Re: should we have a fast-path planning for OLTP starjoins?

From: Tomas Vondra <tomas(at)vondra(dot)me>
To: Jeff Davis <pgsql(at)j-davis(dot)com>, PostgreSQL Hackers <pgsql-hackers(at)postgresql(dot)org>
Subject: Re: should we have a fast-path planning for OLTP starjoins?
Date: 2025-02-04 20:06:53
Message-ID: 9edd7fa2-843d-4381-9836-5771c2c72b86@vondra.me
Views: Raw Message | Whole Thread | Download mbox | Resend email
Thread:
Lists: pgsql-hackers

On 2/4/25 20:43, Jeff Davis wrote:
> On Tue, 2025-02-04 at 15:00 +0100, Tomas Vondra wrote:
>> This is a surprisingly common query pattern in OLTP applications,
>> thanks
>> to normalization.
>
> +1. Creating a small lookup table should be encouraged rather than
> penalized.
>
> Your test data includes a fact table with 10k rows and no index on the
> filter condition.
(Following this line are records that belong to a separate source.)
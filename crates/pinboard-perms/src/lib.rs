//! # Pinboard Permissions
//!
//! The authorization engine: who may read or change which board, section,
//! sticker or user record.
//!
//! ## Overview
//!
//! Access is owner/member based and hierarchical. A board's roster (its owner
//! plus its member set) governs the board and everything below it. This crate
//! is pure policy; resolving a section or sticker to its board's roster is
//! the store's job (`pinboard_store::HierarchyExt`).
//!
//! ## Key Concepts
//!
//! - **Actor**: anonymous, or an authenticated user (possibly an admin)
//! - **Hidden**: a target that exists but is invisible to the actor; it must
//!   be reported exactly like a missing one
//! - **List scope**: listings are filtered to the actor's visible boards and
//!   are empty for anonymous actors
//!
//! ## Usage
//!
//! ```rust
//! use pinboard_core::{BoardId, BoardRoster, UserId};
//! use pinboard_perms::{authorize, Actor, Operation, PermsError, Target};
//!
//! let roster = BoardRoster::new(BoardId::new(1), UserId::new(1), [UserId::new(2)]);
//! let member = Actor::user(UserId::new(2));
//!
//! assert!(authorize(&member, Operation::Read, &Target::Board(&roster)).is_ok());
//! assert!(matches!(
//!     authorize(&member, Operation::Delete, &Target::Board(&roster)),
//!     Err(PermsError::Forbidden(_))
//! ));
//! ```

pub mod actor;
pub mod error;
pub mod policy;

pub use actor::{Actor, Operation};
pub use error::{PermsError, Result};
pub use policy::{authorize, can_see, check_assignee, list_scope, ListScope, Target, NOT_PERMITTED};
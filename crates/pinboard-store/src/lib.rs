//! # Pinboard Store
//!
//! Storage abstraction for Pinboard. Provides a trait-based interface for
//! persisting users, sessions, boards, sections and stickers, with SQLite and
//! in-memory implementations.
//!
//! ## Overview
//!
//! The service only ever talks to the [`Store`] trait, which keeps it
//! storage-agnostic. The primary implementation is [`SqliteStore`], with
//! [`MemoryStore`] for tests. [`HierarchyExt`] adds parent-chain resolution
//! on top of any store.
//!
//! ## Key Types
//!
//! - [`Store`] - The async trait for all storage operations
//! - [`SqliteStore`] - SQLite-based persistent storage
//! - [`MemoryStore`] - In-memory storage for tests
//! - [`RedeemResult`] - Outcome of an atomic invite redemption
//! - [`HierarchyExt`] - Sticker → Section → Board resolution
//!
//! ## Usage
//!
//! ```rust,no_run
//! use pinboard_store::{SqliteStore, Store};
//!
//! async fn example() {
//!     // Open a SQLite database
//!     let store = SqliteStore::open("pinboard.db").unwrap();
//!
//!     // Or use an in-memory database for testing
//!     let store = SqliteStore::open_memory().unwrap();
//!
//!     let user = store.find_user_by_username("alice").await.unwrap();
//! }
//! ```
//!
//! ## Design Notes
//!
//! - **Compare-and-rotate**: invite redemption checks the live token and
//!   rotates it in one unit, so a token admits at most one new member
//! - **Cascades**: deleting a parent removes everything below it
//! - **Case-insensitive usernames**: uniqueness is enforced on a lowercased key

pub mod error;
pub mod hierarchy;
pub mod memory;
pub mod migration;
pub mod sqlite;
pub mod traits;

pub use error::{Result, StoreError};
pub use hierarchy::HierarchyExt;
pub use memory::MemoryStore;
pub use sqlite::SqliteStore;
pub use traits::{RedeemResult, Store};
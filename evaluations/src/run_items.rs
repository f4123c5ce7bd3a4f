use async_stream::try_stream;
use futures::Stream;
use langfuse_client::{DatasetRunItem, LangfuseClient, LangfuseError, ListDatasetRunItemsParams};
use tracing::debug;

/// Selects the run items of one run of one dataset.
#[derive(Clone, Debug)]
pub struct RunItemsQuery {
    pub dataset_id: String,
    pub run_name: String,
    /// Page size sent to the backend. `None` uses the backend default.
    pub page_size: Option<u32>,
}

/// Lazily yields every run item for `query`, one page request at a time.
///
/// Pages are requested starting from 1. Iteration stops when a page comes back
/// empty, or when the backend reports `meta.totalPages` and the current page
/// has reached it. An empty page always terminates, even without `totalPages`.
/// A failed page request yields the error and ends the stream; there are no
/// retries. The backend's ordering is preserved.
pub fn iterate_run_items(
    client: &LangfuseClient,
    query: RunItemsQuery,
) -> impl Stream<Item = Result<DatasetRunItem, LangfuseError>> + '_ {
    try_stream! {
        let mut page = 1;
        loop {
            let params = ListDatasetRunItemsParams {
                dataset_id: query.dataset_id.clone(),
                run_name: query.run_name.clone(),
                page,
                limit: query.page_size,
            };
            let response = client.list_dataset_run_items(&params).await?;
            let total_pages = response.total_pages();
            debug!(
                page,
                items = response.data.len(),
                total_pages = ?total_pages,
                "Fetched dataset run items page"
            );
            if response.data.is_empty() {
                break;
            }
            for item in response.data {
                yield item;
            }
            if total_pages.is_some_and(|total_pages| page >= total_pages) {
                break;
            }
            page += 1;
        }
    }
}
//! Wire types for the Langfuse public API.
//!
//! Field names are camelCase on the wire. Every response type is decoded through
//! `serde_path_to_error` so a shape mismatch reports the offending JSON path.

use chrono::{DateTime, Utc};
use serde::{Deserialize, Serialize};
use serde_json::Value;
use uuid::Uuid;

// =============================================================================
// Datasets
// =============================================================================

/// A dataset together with its items.
#[derive(Debug, Clone, Serialize, Deserialize, PartialEq)]
#[serde(rename_all = "camelCase")]
pub struct Dataset {
    pub id: String,
    pub name: String,
    #[serde(default, skip_serializing_if = "Option::is_none")]
    pub description: Option<String>,
    #[serde(default)]
    pub items: Vec<DatasetItem>,
}

/// A single labeled example. Read-only during an evaluation.
#[derive(Debug, Clone, Serialize, Deserialize, PartialEq)]
#[serde(rename_all = "camelCase")]
pub struct DatasetItem {
    pub id: String,
    #[serde(default)]
    pub input: Value,
    #[serde(default, skip_serializing_if = "Option::is_none")]
    pub expected_output: Option<Value>,
    #[serde(default, skip_serializing_if = "Option::is_none")]
    pub metadata: Option<Value>,
}

impl DatasetItem {
    /// Returns `input.message` if it is a string.
    pub fn input_message(&self) -> Option<&str> {
        self.input.get("message").and_then(Value::as_str)
    }
}

/// The backend's record binding a dataset item to a run and, optionally, a trace.
#[derive(Debug, Clone, Serialize, Deserialize, PartialEq)]
#[serde(rename_all = "camelCase")]
pub struct DatasetRunItem {
    pub id: String,
    pub dataset_item_id: String,
    #[serde(default, skip_serializing_if = "Option::is_none")]
    pub trace_id: Option<String>,
    #[serde(default, skip_serializing_if = "Option::is_none")]
    pub observation_id: Option<String>,
    #[serde(default, skip_serializing_if = "Option::is_none")]
    pub dataset_run_id: Option<String>,
    #[serde(default, skip_serializing_if = "Option::is_none")]
    pub dataset_run_name: Option<String>,
}

/// Query parameters for `GET /dataset-run-items`.
#[derive(Debug, Clone, Serialize, PartialEq)]
#[serde(rename_all = "camelCase")]
pub struct ListDatasetRunItemsParams {
    pub dataset_id: String,
    pub run_name: String,
    pub page: u32,
    #[serde(skip_serializing_if = "Option::is_none")]
    pub limit: Option<u32>,
}

/// Body for `POST /dataset-run-items`: links a dataset item to a trace under a run.
#[derive(Debug, Clone, Serialize, Deserialize, PartialEq)]
#[serde(rename_all = "camelCase")]
pub struct CreateDatasetRunItemRequest {
    pub run_name: String,
    #[serde(default, skip_serializing_if = "Option::is_none")]
    pub run_description: Option<String>,
    pub dataset_item_id: String,
    pub trace_id: String,
    #[serde(default, skip_serializing_if = "Option::is_none")]
    pub metadata: Option<Value>,
}

// =============================================================================
// Pagination
// =============================================================================

#[derive(Debug, Clone, Serialize, Deserialize, PartialEq)]
#[serde(rename_all = "camelCase")]
pub struct Paginated<T> {
    #[serde(default = "Vec::new")]
    pub data: Vec<T>,
    #[serde(default, skip_serializing_if = "Option::is_none")]
    pub meta: Option<PageMeta>,
}

#[derive(Debug, Clone, Default, Serialize, Deserialize, PartialEq)]
#[serde(rename_all = "camelCase")]
pub struct PageMeta {
    #[serde(default, skip_serializing_if = "Option::is_none")]
    pub page: Option<u32>,
    #[serde(default, skip_serializing_if = "Option::is_none")]
    pub limit: Option<u32>,
    #[serde(default, skip_serializing_if = "Option::is_none")]
    pub total_items: Option<u64>,
    #[serde(default, skip_serializing_if = "Option::is_none")]
    pub total_pages: Option<u32>,
}

impl<T> Paginated<T> {
    pub fn total_pages(&self) -> Option<u32> {
        self.meta.as_ref().and_then(|meta| meta.total_pages)
    }
}

// =============================================================================
// Traces
// =============================================================================

#[derive(Debug, Clone, Serialize, Deserialize, PartialEq)]
#[serde(rename_all = "camelCase")]
pub struct Trace {
    pub id: String,
    #[serde(default, skip_serializing_if = "Option::is_none")]
    pub name: Option<String>,
    #[serde(default)]
    pub observations: Vec<Observation>,
}

/// A named sub-span of a trace.
#[derive(Debug, Clone, Default, Serialize, Deserialize, PartialEq)]
#[serde(rename_all = "camelCase")]
pub struct Observation {
    #[serde(default, skip_serializing_if = "Option::is_none")]
    pub id: Option<String>,
    #[serde(default, skip_serializing_if = "Option::is_none")]
    pub trace_id: Option<String>,
    #[serde(default, skip_serializing_if = "Option::is_none")]
    pub name: Option<String>,
    #[serde(default, rename = "type", skip_serializing_if = "Option::is_none")]
    pub observation_type: Option<String>,
    #[serde(default)]
    pub metadata: Value,
}

impl Observation {
    /// Looks up `metadata.attributes[key]`.
    pub fn attribute(&self, key: &str) -> Option<&Value> {
        self.metadata.get("attributes").and_then(|a| a.get(key))
    }
}

// =============================================================================
// Scores
// =============================================================================

#[derive(Debug, Clone, Copy, Serialize, Deserialize, PartialEq, Eq)]
#[serde(rename_all = "SCREAMING_SNAKE_CASE")]
pub enum ScoreDataType {
    Numeric,
    Categorical,
    Boolean,
}

#[derive(Debug, Clone, Serialize, Deserialize, PartialEq)]
#[serde(rename_all = "camelCase")]
pub struct CreateScoreConfigRequest {
    pub name: String,
    pub data_type: ScoreDataType,
    #[serde(default, skip_serializing_if = "Option::is_none")]
    pub min_value: Option<f64>,
    #[serde(default, skip_serializing_if = "Option::is_none")]
    pub max_value: Option<f64>,
    #[serde(default, skip_serializing_if = "Option::is_none")]
    pub description: Option<String>,
}

/// Result of a score-config creation. Configs are idempotent by name.
#[derive(Debug, Clone, Copy, PartialEq, Eq)]
pub enum ScoreConfigOutcome {
    Created,
    AlreadyExists,
}

#[derive(Debug, Clone, Serialize, Deserialize, PartialEq)]
#[serde(rename_all = "camelCase")]
pub struct CreateScoreRequest {
    pub name: String,
    pub value: f64,
    pub trace_id: String,
    #[serde(default, skip_serializing_if = "Option::is_none")]
    pub comment: Option<String>,
    #[serde(default, skip_serializing_if = "Option::is_none")]
    pub data_type: Option<ScoreDataType>,
}

#[derive(Debug, Clone, Serialize, Deserialize, PartialEq)]
pub struct CreateScoreResponse {
    pub id: String,
}

// =============================================================================
// Ingestion
// =============================================================================

/// Trace fields sent through the ingestion endpoint. Creating a trace with an
/// existing id upserts it.
#[derive(Debug, Clone, Default, Serialize, Deserialize, PartialEq)]
#[serde(rename_all = "camelCase")]
pub struct TraceBody {
    pub id: String,
    #[serde(default, skip_serializing_if = "Option::is_none")]
    pub name: Option<String>,
    #[serde(default, skip_serializing_if = "Option::is_none")]
    pub input: Option<Value>,
    #[serde(default, skip_serializing_if = "Option::is_none")]
    pub output: Option<Value>,
    #[serde(default, skip_serializing_if = "Option::is_none")]
    pub metadata: Option<Value>,
    #[serde(default, skip_serializing_if = "Option::is_none")]
    pub tags: Option<Vec<String>>,
    #[serde(default, skip_serializing_if = "Option::is_none")]
    pub timestamp: Option<DateTime<Utc>>,
}

#[derive(Debug, Clone, Serialize, Deserialize, PartialEq)]
#[serde(tag = "type", rename_all = "kebab-case")]
pub enum IngestionEvent {
    TraceCreate {
        id: Uuid,
        timestamp: DateTime<Utc>,
        body: TraceBody,
    },
}

impl IngestionEvent {
    pub fn trace_create(body: TraceBody) -> Self {
        IngestionEvent::TraceCreate {
            id: Uuid::now_v7(),
            timestamp: Utc::now(),
            body,
        }
    }

    pub fn id(&self) -> Uuid {
        match self {
            IngestionEvent::TraceCreate { id, .. } => *id,
        }
    }
}

#[derive(Debug, Clone, Serialize, Deserialize, PartialEq)]
pub struct IngestionBatch {
    pub batch: Vec<IngestionEvent>,
}

#[derive(Debug, Clone, Default, Serialize, Deserialize, PartialEq)]
pub struct IngestionResponse {
    #[serde(default)]
    pub successes: Vec<IngestionSuccess>,
    #[serde(default)]
    pub errors: Vec<IngestionError>,
}

#[derive(Debug, Clone, Serialize, Deserialize, PartialEq)]
pub struct IngestionSuccess {
    pub id: String,
    pub status: u16,
}

#[derive(Debug, Clone, Serialize, Deserialize, PartialEq)]
pub struct IngestionError {
    pub id: String,
    pub status: u16,
    #[serde(default, skip_serializing_if = "Option::is_none")]
    pub message: Option<String>,
}
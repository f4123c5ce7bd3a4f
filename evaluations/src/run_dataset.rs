//! Sends every dataset item to the agent and links the resulting traces to a new run.

use std::convert::Infallible;
use std::io::Write;
use std::sync::Arc;

use anyhow::{Context, Result, bail};
use chrono::{DateTime, SecondsFormat, Utc};
use langfuse_client::{CreateDatasetRunItemRequest, DatasetItem, LangfuseClient};
use serde_json::{Map, Value, json};
use tracing::{error, info, instrument, warn};

use crate::chat::{ChatClient, ChatError, ChatRequest, TraceMode};
use crate::runner::{RunnerOptions, run_items};
use crate::stats::{ItemOutcome, RunStats, RunSummary};

const RUN_DESCRIPTION: &str = "Dataset run via agent chat API";

pub struct RunDatasetParams {
    pub dataset_name: String,
    pub run_label: String,
    pub trace_mode: TraceMode,
    /// Extra metadata attached to every link, after the built-in keys.
    pub metadata: Map<String, Value>,
    pub runner: RunnerOptions,
}

/// `dataset-run:<RFC 3339 timestamp>`
pub fn default_run_label(now: DateTime<Utc>) -> String {
    format!(
        "dataset-run:{}",
        now.to_rfc3339_opts(SecondsFormat::Millis, true)
    )
}

struct LinkContext {
    langfuse: Arc<LangfuseClient>,
    chat: Arc<ChatClient>,
    dataset_name: String,
    run_label: String,
    trace_mode: TraceMode,
    metadata: Value,
}

/// Invokes the chat endpoint once per dataset item and links each new trace to
/// the item under `params.run_label`.
///
/// A missing or empty dataset is a setup error. Per-item failures are recorded
/// and do not stop the run. Pending trace writes are flushed once more at the end.
#[instrument(skip_all, fields(dataset_name = %params.dataset_name, run_label = %params.run_label, trace_mode = ?params.trace_mode, concurrency = params.runner.concurrency))]
pub async fn run_dataset(
    langfuse: Arc<LangfuseClient>,
    chat: Arc<ChatClient>,
    params: RunDatasetParams,
    stats: &mut RunStats,
    writer: &mut impl Write,
) -> Result<RunSummary> {
    let dataset = langfuse
        .get_dataset(&params.dataset_name)
        .await
        .with_context(|| format!("Dataset `{}` not found", params.dataset_name))?;
    info!(
        dataset_id = %dataset.id,
        item_count = dataset.items.len(),
        "Fetched dataset"
    );
    if dataset.items.is_empty() {
        bail!("Dataset `{}` has no items; cannot run evaluation", dataset.name);
    }
    if let Some(progress_bar) = &stats.progress_bar {
        let len = params
            .runner
            .max_items
            .map_or(dataset.items.len(), |max| max.min(dataset.items.len()));
        progress_bar.set_length(len as u64);
    }

    let context = Arc::new(LinkContext {
        langfuse: langfuse.clone(),
        chat,
        metadata: Value::Object(link_metadata(
            &params.dataset_name,
            &params.metadata,
        )),
        dataset_name: params.dataset_name,
        run_label: params.run_label,
        trace_mode: params.trace_mode,
    });
    let items = futures::stream::iter(dataset.items.into_iter().map(Ok::<_, Infallible>));
    let source_error = run_items(
        items,
        params.runner,
        |item: &DatasetItem| item.id.clone(),
        |item| {
            let context = context.clone();
            async move { link_item(&context, item).await }
        },
        stats,
        writer,
    )
    .await?;
    if let Some(never) = source_error {
        match never {}
    }

    if let Err(e) = langfuse.flush().await {
        warn!(error = %e, "Failed to flush pending trace events");
    }
    stats.finish(writer)
}

fn link_metadata(dataset_name: &str, extra: &Map<String, Value>) -> Map<String, Value> {
    let mut metadata = Map::new();
    metadata.insert("datasetName".to_string(), json!(dataset_name));
    for (key, value) in extra {
        metadata.insert(key.clone(), value.clone());
    }
    metadata
}

#[instrument(skip_all, fields(dataset_item_id = %item.id))]
async fn link_item(context: &LinkContext, item: DatasetItem) -> ItemOutcome {
    let Some(message) = item.input_message() else {
        warn!("No input message found on dataset item, skipping");
        return ItemOutcome::Skipped {
            dataset_item_id: item.id,
            reason: "dataset item has no `input.message` string".to_string(),
        };
    };

    let request = ChatRequest {
        dataset_name: &context.dataset_name,
        dataset_item_id: &item.id,
        message,
    };
    let (trace_id, chat_error) = match context
        .chat
        .invoke(&context.langfuse, request, context.trace_mode)
        .await
    {
        Ok(invocation) => {
            info!(trace_id = %invocation.trace_id, status = invocation.status, "Processed dataset item");
            (invocation.trace_id, None)
        }
        Err(e) => {
            error!(error = %e, "Error processing dataset item");
            let Some(trace_id) = linkable_trace_id(context.trace_mode, &e).map(str::to_string)
            else {
                return ItemOutcome::Failed {
                    trace_id: e.trace_id().map(str::to_string),
                    dataset_item_id: item.id,
                    message: e.to_string(),
                };
            };
            (trace_id, Some(e))
        }
    };

    // The chat call has already flushed the trace events it queued.
    let link = CreateDatasetRunItemRequest {
        run_name: context.run_label.clone(),
        run_description: Some(RUN_DESCRIPTION.to_string()),
        dataset_item_id: item.id.clone(),
        trace_id: trace_id.clone(),
        metadata: Some(context.metadata.clone()),
    };
    if let Err(e) = context.langfuse.create_dataset_run_item(&link).await {
        error!(error = %e, trace_id = %trace_id, "Failed to link dataset item to trace");
        let message = match chat_error {
            Some(chat_error) => {
                format!("{chat_error}; failed to link dataset item to trace: {e}")
            }
            None => format!("Failed to link dataset item to trace: {e}"),
        };
        return ItemOutcome::Failed {
            dataset_item_id: item.id,
            trace_id: Some(trace_id),
            message,
        };
    }
    info!(trace_id = %trace_id, "Linked dataset item to trace");
    match chat_error {
        Some(chat_error) => ItemOutcome::Failed {
            dataset_item_id: item.id,
            trace_id: Some(trace_id),
            message: chat_error.to_string(),
        },
        None => ItemOutcome::Linked {
            dataset_item_id: item.id,
            trace_id,
            run_name: context.run_label.clone(),
        },
    }
}

/// A push-mode trace is recorded before the chat endpoint answers, so it exists
/// even when the call fails with an HTTP error and is still linked to its item.
fn linkable_trace_id(trace_mode: TraceMode, error: &ChatError) -> Option<&str> {
    match (trace_mode, error) {
        (
            TraceMode::Push,
            ChatError::Http {
                trace_id: Some(trace_id),
                ..
            },
        ) => Some(trace_id.as_str()),
        _ => None,
    }
}
//! Logging and OpenTelemetry setup for the binary.
//!
//! Logs go to stderr, filtered by `RUST_LOG` (or [`DEFAULT_LOG_DIRECTIVES`]).
//! An OpenTelemetry layer is always installed so that chat spans carry real W3C
//! trace ids. Spans are only exported when OTLP export is enabled.

use anyhow::{Result, anyhow};
use opentelemetry::KeyValue;
use opentelemetry::trace::TracerProvider as _;
use opentelemetry_sdk::Resource;
use opentelemetry_sdk::trace::SdkTracerProvider;
use serde::{Deserialize, Serialize};
use tracing::Level;
use tracing_subscriber::filter::Targets;
use tracing_subscriber::layer::SubscriberExt;
use tracing_subscriber::util::SubscriberInitExt;
use tracing_subscriber::{EnvFilter, Layer, Registry};

pub const DEFAULT_LOG_DIRECTIVES: &str = "warn,dataset_evaluations=info,langfuse_client=info";
/// Setting this enables OTLP export even without `--otlp`.
pub const OTLP_TRACES_ENDPOINT_ENV: &str = "OTEL_EXPORTER_OTLP_TRACES_ENDPOINT";
const SERVICE_NAME: &str = "dataset-evaluations";
const TRACER_NAME: &str = "dataset-evaluations";

#[derive(clap::ValueEnum, Clone, Copy, Debug, Default, PartialEq, Eq, Deserialize, Serialize)]
#[clap(rename_all = "snake_case")]
#[serde(rename_all = "snake_case")]
pub enum LogFormat {
    #[default]
    Pretty,
    Json,
}

/// Keeps the tracer provider alive; call [`ObservabilityHandle::shutdown`] before
/// exiting so buffered spans are exported.
pub struct ObservabilityHandle {
    provider: SdkTracerProvider,
    pub otlp_export: bool,
}

impl ObservabilityHandle {
    pub async fn shutdown(self) -> Result<()> {
        let provider = self.provider;
        tokio::task::spawn_blocking(move || {
            tracing::debug!("Shutting down tracer provider");
            provider
                .shutdown()
                .map_err(|e| anyhow!("Failed to shutdown OpenTelemetry: {e}"))
        })
        .await
        .map_err(|e| anyhow!("Failed to wait on OpenTelemetry shutdown: {e}"))?
    }
}

/// Builds a tracer provider. Without `otlp_export` spans are created (and get
/// trace ids) but are not exported anywhere.
pub fn build_tracer_provider(otlp_export: bool) -> Result<SdkTracerProvider> {
    let mut builder = SdkTracerProvider::builder().with_resource(
        Resource::builder_empty()
            .with_attribute(KeyValue::new("service.name", SERVICE_NAME))
            .build(),
    );
    if otlp_export {
        let exporter = opentelemetry_otlp::SpanExporter::builder()
            .with_tonic()
            .build()
            .map_err(|e| anyhow!("Failed to create OTLP exporter: {e}"))?;
        builder = builder.with_batch_exporter(exporter);
    }
    Ok(builder.build())
}

fn log_filter() -> Result<EnvFilter> {
    let env_var_name = "RUST_LOG";
    if std::env::var(env_var_name).is_ok() {
        EnvFilter::builder()
            .with_env_var(env_var_name)
            .from_env()
            .map_err(|e| anyhow!("Invalid `{env_var_name}` environment variable: {e}"))
    } else {
        EnvFilter::builder()
            .parse(DEFAULT_LOG_DIRECTIVES)
            .map_err(|e| anyhow!("Failed to parse default log directives: {e}"))
    }
}

/// Installs the global subscriber. Must run inside a Tokio runtime when OTLP
/// export is enabled.
pub fn setup_observability(log_format: LogFormat, otlp: bool) -> Result<ObservabilityHandle> {
    let otlp_export = otlp || std::env::var_os(OTLP_TRACES_ENDPOINT_ENV).is_some();
    let log_layer = match log_format {
        LogFormat::Pretty => Box::new(tracing_subscriber::fmt::layer().with_writer(std::io::stderr))
            as Box<dyn Layer<Registry> + Send + Sync>,
        LogFormat::Json => Box::new(
            tracing_subscriber::fmt::layer()
                .json()
                .with_writer(std::io::stderr),
        ),
    };

    let provider = build_tracer_provider(otlp_export)?;
    let otel_layer = tracing_opentelemetry::layer()
        .with_tracer(provider.tracer(TRACER_NAME))
        .with_filter(
            Targets::new()
                .with_target("dataset_evaluations", Level::INFO)
                .with_target("langfuse_client", Level::INFO),
        );

    tracing_subscriber::registry()
        .with(log_layer.with_filter(log_filter()?))
        .with(otel_layer)
        .try_init()
        .map_err(|e| anyhow!("Failed to initialize tracing: {e}"))?;

    Ok(ObservabilityHandle {
        provider,
        otlp_export,
    })
}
In OLTP applications the fact table might often fit
> in memory, but I'd still expect it to have an index on the filter
> condition. That might not change your overall point, but I'm curious
> why you constructed the test that way?
>

No particular reason. I think I intended to make it a lookup by PK
(which would match the use case examples), and I forgot about that. But
yeah, I would expect an index too.

>
>> There's a lot of stuff that could / should be improved on the current
>> patch. For (1) we might add support for more complex cases with
>> snowflake schemas [3] or with multiple fact tables. At the same time
>> (1)
>> needs to be very cheap, so that it does not regress every non-
>> starjoin
>> query.
>
> The patch only considers the largest table as the fact table, which is
> a good heuristic of course. However, I'm curious if other approaches
> might work. For instance, could we consider the table involved in the
> most join conditions to be the fact table?
>
> If you base it on the join conditions rather than the size of the
> table, then detection of the star join would be based purely on the
> query structure (not stats), which would be nice for predictability.
>

Right, there may be other (possibly better) ways to detect the star join
shape. I was thinking about also requiring for foreign keys on the join
clauses - in DWH systems FKeys are sometimes omitted, which would break
the heuristics, but in OLTP it's common to still have them.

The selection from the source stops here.